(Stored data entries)
════
//! Sink implementations

mod file;
mod log;

pub use self::file::{FileSink, FileSinkConfig};
pub use self::log::LogSink;
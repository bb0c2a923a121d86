//! `key=value; key=value` settings strings.
//!
//! Adapter layers describe a concentrator inline, e.g.
//! `framesPerSecond=30; lagTime=3; leadTime=1; downsamplingMethod=Closest`.
//! Keys are case-insensitive.

use std::collections::HashMap;
use std::str::FromStr;

use contracts::{ConcentratorConfig, ContractError, DownsamplingMethod};
use tracing::warn;

const FRAMES_PER_SECOND: &str = "framespersecond";
const LAG_TIME: &str = "lagtime";
const LEAD_TIME: &str = "leadtime";

/// Split a settings string into lower-cased keys and trimmed values.
///
/// Empty segments are skipped; a later duplicate key overrides an earlier one.
pub fn parse_key_values(settings: &str) -> Result<HashMap<String, String>, ContractError> {
    let mut values = HashMap::new();

    for segment in settings.split(';') {
        let segment = segment.trim();
        if segment.is_empty() {
            continue;
        }
        let (key, value) = segment.split_once('=').ok_or_else(|| {
            ContractError::config_parse(format!("malformed setting '{segment}', expected key=value"))
        })?;
        let key = key.trim();
        if key.is_empty() {
            return Err(ContractError::config_parse(format!(
                "malformed setting '{segment}', empty key"
            )));
        }
        let value = value.trim().trim_start_matches('{').trim_end_matches('}').trim();
        values.insert(key.to_lowercase(), value.to_string());
    }

    Ok(values)
}

/// Build a [`ConcentratorConfig`] from a settings string.
///
/// `framesPerSecond`, `lagTime` and `leadTime` are required. An unknown
/// `downsamplingMethod` falls back to `LastReceived`.
pub fn parse_settings(settings: &str) -> Result<ConcentratorConfig, ContractError> {
    let values = parse_key_values(settings)?;

    let required = |key: &str, name: &str| {
        values.get(key).ok_or_else(|| {
            ContractError::config_validation(name, format!("required setting '{name}' is missing"))
        })
    };

    let mut config = ConcentratorConfig::new(
        parse_value(required(FRAMES_PER_SECOND, "framesPerSecond")?, "framesPerSecond")?,
        parse_value(required(LAG_TIME, "lagTime")?, "lagTime")?,
        parse_value(required(LEAD_TIME, "leadTime")?, "leadTime")?,
    );

    for (key, value) in &values {
        match key.as_str() {
            FRAMES_PER_SECOND | LAG_TIME | LEAD_TIME => {}
            "timeresolution" => config.time_resolution = parse_value(value, "timeResolution")?,
            "roundtonearesttimestamp" => {
                config.round_to_nearest_timestamp = parse_bool(value, "roundToNearestTimestamp")?
            }
            "downsamplingmethod" => {
                config.downsampling_method = value.parse().unwrap_or_else(|_| {
                    warn!(value = %value, "unknown downsampling method, using LastReceived");
                    DownsamplingMethod::LastReceived
                })
            }
            "processinginterval" => {
                config.processing_interval = parse_value(value, "processingInterval")?
            }
            "useprecisiontimer" => {
                config.use_precision_timer = parse_bool(value, "usePrecisionTimer")?
            }
            "allowpreemptivepublishing" => {
                config.allow_preemptive_publishing = parse_bool(value, "allowPreemptivePublishing")?
            }
            "allowsortsbyarrival" => {
                config.allow_sorts_by_arrival = parse_bool(value, "allowSortsByArrival")?
            }
            "ignorebadtimestamps" => {
                config.ignore_bad_timestamps = parse_bool(value, "ignoreBadTimestamps")?
            }
            "processbyreceivedtimestamp" => {
                config.process_by_received_timestamp =
                    parse_bool(value, "processByReceivedTimestamp")?
            }
            "uselocalclockasrealtime" => {
                config.use_local_clock_as_real_time = parse_bool(value, "useLocalClockAsRealTime")?
            }
            "tracklatestmeasurements" => {
                config.track_latest_measurements = parse_bool(value, "trackLatestMeasurements")?
            }
            "trackpublishedtimestamp" => {
                config.track_published_timestamp = parse_bool(value, "trackPublishedTimestamp")?
            }
            "performtimestampreasonabilitycheck" => {
                config.perform_timestamp_reasonability_check =
                    parse_bool(value, "performTimestampReasonabilityCheck")?
            }
            "expectedmeasurements" => {
                config.expected_measurements = parse_value(value, "expectedMeasurements")?
            }
            "maximumpublicationtimeout" => {
                config.maximum_publication_timeout =
                    Some(parse_value(value, "maximumPublicationTimeout")?)
            }
            "externaleventtimeout" => {
                config.external_event_timeout = Some(parse_value(value, "externalEventTimeout")?)
            }
            other => warn!(key = other, "ignoring unknown concentrator setting"),
        }
    }

    crate::validator::validate_concentrator(&config)?;
    Ok(config)
}

fn parse_value<T>(value: &str, name: &str) -> Result<T, ContractError>
where
    T: FromStr,
    T::Err: std::fmt::Display,
{
    value
        .parse()
        .map_err(|e| ContractError::config_parse(format!("setting '{name}' = '{value}': {e}")))
}

/// Accepts `true`/`false`, `yes`/`no`, `1`/`0` in any case.
fn parse_bool(value: &str, name: &str) -> Result<bool, ContractError> {
    match value.to_lowercase().as_str() {
        "true" | "yes" | "1" | "on" => Ok(true),
        "false" | "no" | "0" | "off" => Ok(false),
        _ => Err(ContractError::config_parse(format!(
            "setting '{name}' = '{value}': expected a boolean"
        ))),
    }
}
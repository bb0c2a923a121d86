//! # Integration Tests
//!
//! End-to-end tests across the workspace crates:
//! - configuration files and settings strings agree
//! - simulated sources -> concentrator -> dispatcher -> file sink
//! - tolerance handling visible in published output

#[cfg(test)]
mod contract_tests {
    use config_loader::{ConfigFormat, ConfigLoader};
    use contracts::DownsamplingMethod;

    const SERVICE_TOML: &str = r#"
[concentrator]
frames_per_second = 50
lag_time = 0.2
lead_time = 1.0
downsampling_method = "best_quality"
expected_measurements = 6

[[sources]]
name = "PMU1"
signal_count = 4
rate_hz = 50.0

[[sources]]
name = "PMU2"
signal_count = 2
rate_hz = 50.0

[[sinks]]
name = "log"
sink_type = "log"
"#;

    #[test]
    fn test_settings_string_matches_file_section() {
        let service = ConfigLoader::load_from_str(SERVICE_TOML, ConfigFormat::Toml).unwrap();
        let settings = ConfigLoader::parse_settings(
            "framesPerSecond=50; lagTime=0.2; leadTime=1.0; \
             downsamplingMethod=BestQuality; expectedMeasurements=6",
        )
        .unwrap();

        assert_eq!(service.concentrator, settings);
        assert_eq!(settings.downsampling_method, DownsamplingMethod::BestQuality);
        assert_eq!(service.total_signals(), settings.expected_measurements);
    }

    #[test]
    fn test_service_config_survives_json() {
        let service = ConfigLoader::load_from_str(SERVICE_TOML, ConfigFormat::Toml).unwrap();
        let json = ConfigLoader::to_json(&service).unwrap();
        let reparsed = ConfigLoader::load_from_str(&json, ConfigFormat::Json).unwrap();
        assert_eq!(reparsed.concentrator, service.concentrator);
        assert_eq!(reparsed.sinks.len(), 1);
    }
}

#[cfg(test)]
mod e2e_tests {
    use std::collections::HashMap;
    use std::sync::Arc;
    use std::time::Duration;

    use concentrator::{Concentrator, FramePublisher, ManualClock, SystemClock};
    use contracts::{
        ConcentratorConfig, PublishedFrame, SinkConfig, SinkType, SourceConfig, Ticks,
        TICKS_PER_SECOND,
    };
    use dispatcher::{create_dispatcher, ChannelPublisher};
    use ingestion::{BackpressureConfig, IngestionPipeline, SampleGenerator, SimulatedSource};
    use observability::PublicationMetricsAggregator;
    use tokio::sync::mpsc;

    const EPOCH: Ticks = 1_700_000_000 * TICKS_PER_SECOND;
    const FPS: u32 = 50;
    const TICKS_PER_FRAME: Ticks = TICKS_PER_SECOND / FPS as Ticks;

    fn source(name: &str, signals: u32) -> SourceConfig {
        SourceConfig {
            name: name.to_string(),
            signal_count: signals,
            rate_hz: f64::from(FPS),
            jitter_ms: 0.0,
            late_probability: 0.0,
            bad_time_probability: 0.0,
            clock_offset_ms: 0.0,
        }
    }

    fn generator(config: SourceConfig, seed: u64) -> SampleGenerator {
        SimulatedSource::new(config)
            .unwrap()
            .with_seed(seed)
            .with_late_delay(Duration::from_secs(5))
            .generator()
    }

    fn engine_config() -> ConcentratorConfig {
        let mut config = ConcentratorConfig::new(FPS, 0.2, 1.0);
        config.expected_measurements = 6;
        config.use_local_clock_as_real_time = true;
        config
    }

    fn file_sink(path: &std::path::Path) -> SinkConfig {
        SinkConfig {
            name: "frames".to_string(),
            sink_type: SinkType::File,
            queue_capacity: 64,
            params: HashMap::from([
                ("path".to_string(), path.display().to_string()),
                ("flush_every".to_string(), "0".to_string()),
            ]),
        }
    }

    fn read_frames(path: &std::path::Path) -> Vec<PublishedFrame> {
        std::fs::read_to_string(path)
            .unwrap()
            .lines()
            .map(|line| serde_json::from_str(line).unwrap())
            .collect()
    }

    /// Feed `samples` sample instants from every generator, publishing as
    /// frames become ready, then let the lag expire for the rest.
    fn drive(
        concentrator: &Concentrator,
        clock: &ManualClock,
        generators: &mut [SampleGenerator],
        samples: i64,
    ) -> usize {
        let mut published = 0;
        for k in 0..samples {
            let now = EPOCH + k * TICKS_PER_FRAME + 10;
            clock.set(now);
            for generator in generators.iter_mut() {
                concentrator.sort_measurements(generator.next_batch(now).batch.measurements);
            }
            published += concentrator.publish_ready_frames();
        }
        clock.set(EPOCH + 2 * TICKS_PER_SECOND);
        published + concentrator.publish_ready_frames()
    }

    /// Simulated samples -> Concentrator -> ChannelPublisher -> Dispatcher -> FileSink
    #[tokio::test]
    async fn test_e2e_frames_reach_file_sink_in_order() {
        let dir = tempfile::tempdir().unwrap();
        let path = dir.path().join("frames.jsonl");

        let (frame_tx, frame_rx) = mpsc::channel::<PublishedFrame>(64);
        let dispatcher = create_dispatcher(vec![file_sink(&path)], frame_rx).await.unwrap();
        let dispatcher_handle = dispatcher.spawn();

        let clock = Arc::new(ManualClock::new(EPOCH));
        let publisher = Arc::new(ChannelPublisher::new(frame_tx).with_expected_measurements(6));
        let concentrator = Concentrator::with_clock(
            engine_config(),
            Arc::clone(&publisher) as Arc<dyn FramePublisher>,
            clock.clone(),
        )
        .unwrap();
        concentrator.set_enabled(true);

        let mut generators = vec![generator(source("PMU1", 4), 1), generator(source("PMU2", 2), 2)];
        let published = drive(&concentrator, &clock, &mut generators, 25);
        assert_eq!(published, 25);

        let stats = concentrator.statistics();
        assert_eq!(stats.received_measurements, 150);
        assert_eq!(stats.discarded_measurements, 0);
        assert_eq!(stats.published_frames, 25);

        // Dropping every publisher reference closes the dispatcher input.
        drop(concentrator);
        drop(publisher);
        assert_eq!(dispatcher_handle.await.unwrap(), 25);

        let frames = read_frames(&path);
        assert_eq!(frames.len(), 25);
        for (k, frame) in frames.iter().enumerate() {
            assert_eq!(frame.sequence, k as u64 + 1);
            assert_eq!(frame.index, k);
            assert_eq!(frame.timestamp, EPOCH + k as Ticks * TICKS_PER_FRAME);
            assert_eq!(frame.measurements.len(), 6);
            assert_eq!(frame.missing_measurements(), 0);
        }
        let from_pmu1 = frames[0]
            .measurements
            .iter()
            .filter(|m| m.key.source() == "PMU1")
            .count();
        assert_eq!(from_pmu1, 4);
    }

    /// Late samples are discarded when arrival sorts are off and show up as
    /// incomplete frames downstream.
    #[tokio::test]
    async fn test_e2e_late_source_leaves_frames_incomplete() {
        let (frame_tx, mut frame_rx) = mpsc::channel::<PublishedFrame>(64);

        let mut config = engine_config();
        config.allow_sorts_by_arrival = false;

        let clock = Arc::new(ManualClock::new(EPOCH));
        let publisher = Arc::new(ChannelPublisher::new(frame_tx).with_expected_measurements(6));
        let concentrator = Concentrator::with_clock(
            config,
            Arc::clone(&publisher) as Arc<dyn FramePublisher>,
            clock.clone(),
        )
        .unwrap();
        concentrator.set_enabled(true);

        let mut late = source("PMU2", 2);
        late.late_probability = 1.0;
        let mut generators = vec![generator(source("PMU1", 4), 3), generator(late, 4)];
        assert_eq!(drive(&concentrator, &clock, &mut generators, 25), 25);

        let stats = concentrator.statistics();
        assert_eq!(stats.discarded_measurements, 50);
        assert_eq!(stats.processed_measurements, 100);
        assert_eq!(concentrator.last_discarded_measurement().unwrap().key.source(), "PMU2");

        drop(concentrator);
        drop(publisher);

        let mut aggregator = PublicationMetricsAggregator::new();
        while let Some(frame) = frame_rx.recv().await {
            aggregator.update(&frame);
        }
        let summary = aggregator.summary();
        assert_eq!(summary.total_frames, 25);
        assert_eq!(summary.incomplete_frames, 25);
        assert_eq!(summary.total_missing, 50);
        assert_eq!(summary.sequence_gaps, 0);
        assert_eq!(summary.source_counts.get("PMU2"), None);
    }

    /// Live sources and scheduler on the system clock.
    #[tokio::test]
    async fn test_e2e_live_pipeline_publishes() {
        let mut ingestion = IngestionPipeline::from_sources(
            &[source("PMU1", 4), source("PMU2", 2)],
            BackpressureConfig::default(),
            Duration::from_secs(1),
        )
        .unwrap();
        let batch_rx = ingestion.take_receiver().unwrap();

        let (frame_tx, mut frame_rx) = mpsc::channel::<PublishedFrame>(256);
        let mut config = ConcentratorConfig::new(FPS, 0.2, 1.0);
        config.expected_measurements = 6;
        let concentrator = Concentrator::with_clock(
            config,
            Arc::new(ChannelPublisher::new(frame_tx).with_expected_measurements(6)),
            Arc::new(SystemClock),
        )
        .unwrap();
        concentrator.start().unwrap();
        ingestion.start_all();

        let mut frames = Vec::new();
        let collected = tokio::time::timeout(Duration::from_secs(5), async {
            while frames.len() < 10 {
                tokio::select! {
                    Ok(batch) = batch_rx.recv() => {
                        concentrator.sort_measurements(batch.measurements);
                    }
                    Some(frame) = frame_rx.recv() => frames.push(frame),
                }
            }
        })
        .await;

        ingestion.stop_all();
        concentrator.stop();
        assert!(collected.is_ok(), "only {} frames published", frames.len());

        for pair in frames.windows(2) {
            assert!(pair[0].timestamp < pair[1].timestamp);
            assert_eq!(pair[0].sequence + 1, pair[1].sequence);
        }
        assert!(concentrator.statistics().published_frames >= 10);
    }
}
// Copyright (c) 2025 Lanai Authors
//
// Licensed under dual license:
// - MIT License (LICENSE-MIT or https://opensource.org/licenses/MIT)
// - Apache License, Version 2.0 (LICENSE-APACHE or https://www.apache.org/licenses/LICENSE-2.0)

//! Node implementation for the prefix trie.
//!
//! Nodes are the fundamental building blocks of the trie. Each one owns its
//! children by value and carries the payload of the word that ends at it, if any.

use std::collections::BTreeMap;

/// A node in the prefix trie.
///
/// Each node represents a single character on a key path. A node is terminal
/// exactly when it holds a payload, so the two can never disagree.
#[derive(Debug, Clone)]
pub struct TrieNode<T> {
    /// Character consumed to reach this node (`None` for the root)
    character: Option<char>,

    /// Children keyed by the next character, iterated in ascending order
    children: BTreeMap<char, TrieNode<T>>,

    /// Payload of the word terminating here
    payload: Option<T>,
}

impl<T> TrieNode<T> {
    /// Creates the root node, which represents no character.
    pub(crate) fn root() -> Self {
        Self {
            character: None,
            children: BTreeMap::new(),
            payload: None,
        }
    }

    /// Creates an empty, non-terminal node for `character`.
    pub(crate) fn new(character: char) -> Self {
        Self {
            character: Some(character),
            children: BTreeMap::new(),
            payload: None,
        }
    }

    /// Returns the character this node represents, or `None` for the root.
    pub fn character(&self) -> Option<char> {
        self.character
    }

    /// Returns `true` if this is the root node.
    pub fn is_root(&self) -> bool {
        self.character.is_none()
    }

    /// Returns `true` if an inserted word ends exactly at this node.
    pub fn is_terminal(&self) -> bool {
        self.payload.is_some()
    }

    /// Returns the payload of the word ending here, if any.
    pub fn payload(&self) -> Option<&T> {
        self.payload.as_ref()
    }

    /// Returns the child reached by consuming `character`.
    pub fn child(&self, character: char) -> Option<&TrieNode<T>> {
        self.children.get(&character)
    }

    /// Iterates over the children in ascending character order.
    pub fn children(&self) -> impl DoubleEndedIterator<Item = &TrieNode<T>> + ExactSizeIterator {
        self.children.values()
    }

    /// Number of direct children.
    pub fn child_count(&self) -> usize {
        self.children.len()
    }

    /// Returns `true` if `self` and `other` are the same node in memory.
    ///
    /// Renderers use this to decide whether a node lies on the active path.
    pub fn ptr_eq(&self, other: &TrieNode<T>) -> bool {
        std::ptr::eq(self, other)
    }

    /// Returns the child for `character`, creating it if missing.
    pub(crate) fn child_or_insert(&mut self, character: char) -> &mut TrieNode<T> {
        self.children
            .entry(character)
            .or_insert_with(|| TrieNode::new(character))
    }

    /// Stores `payload`, returning the one it replaced.
    pub(crate) fn set_payload(&mut self, payload: T) -> Option<T> {
        self.payload.replace(payload)
    }
}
════
Assignment: Within the records above, count the lines that contain "false" and give the number with nothing added.

Exercise solution: 3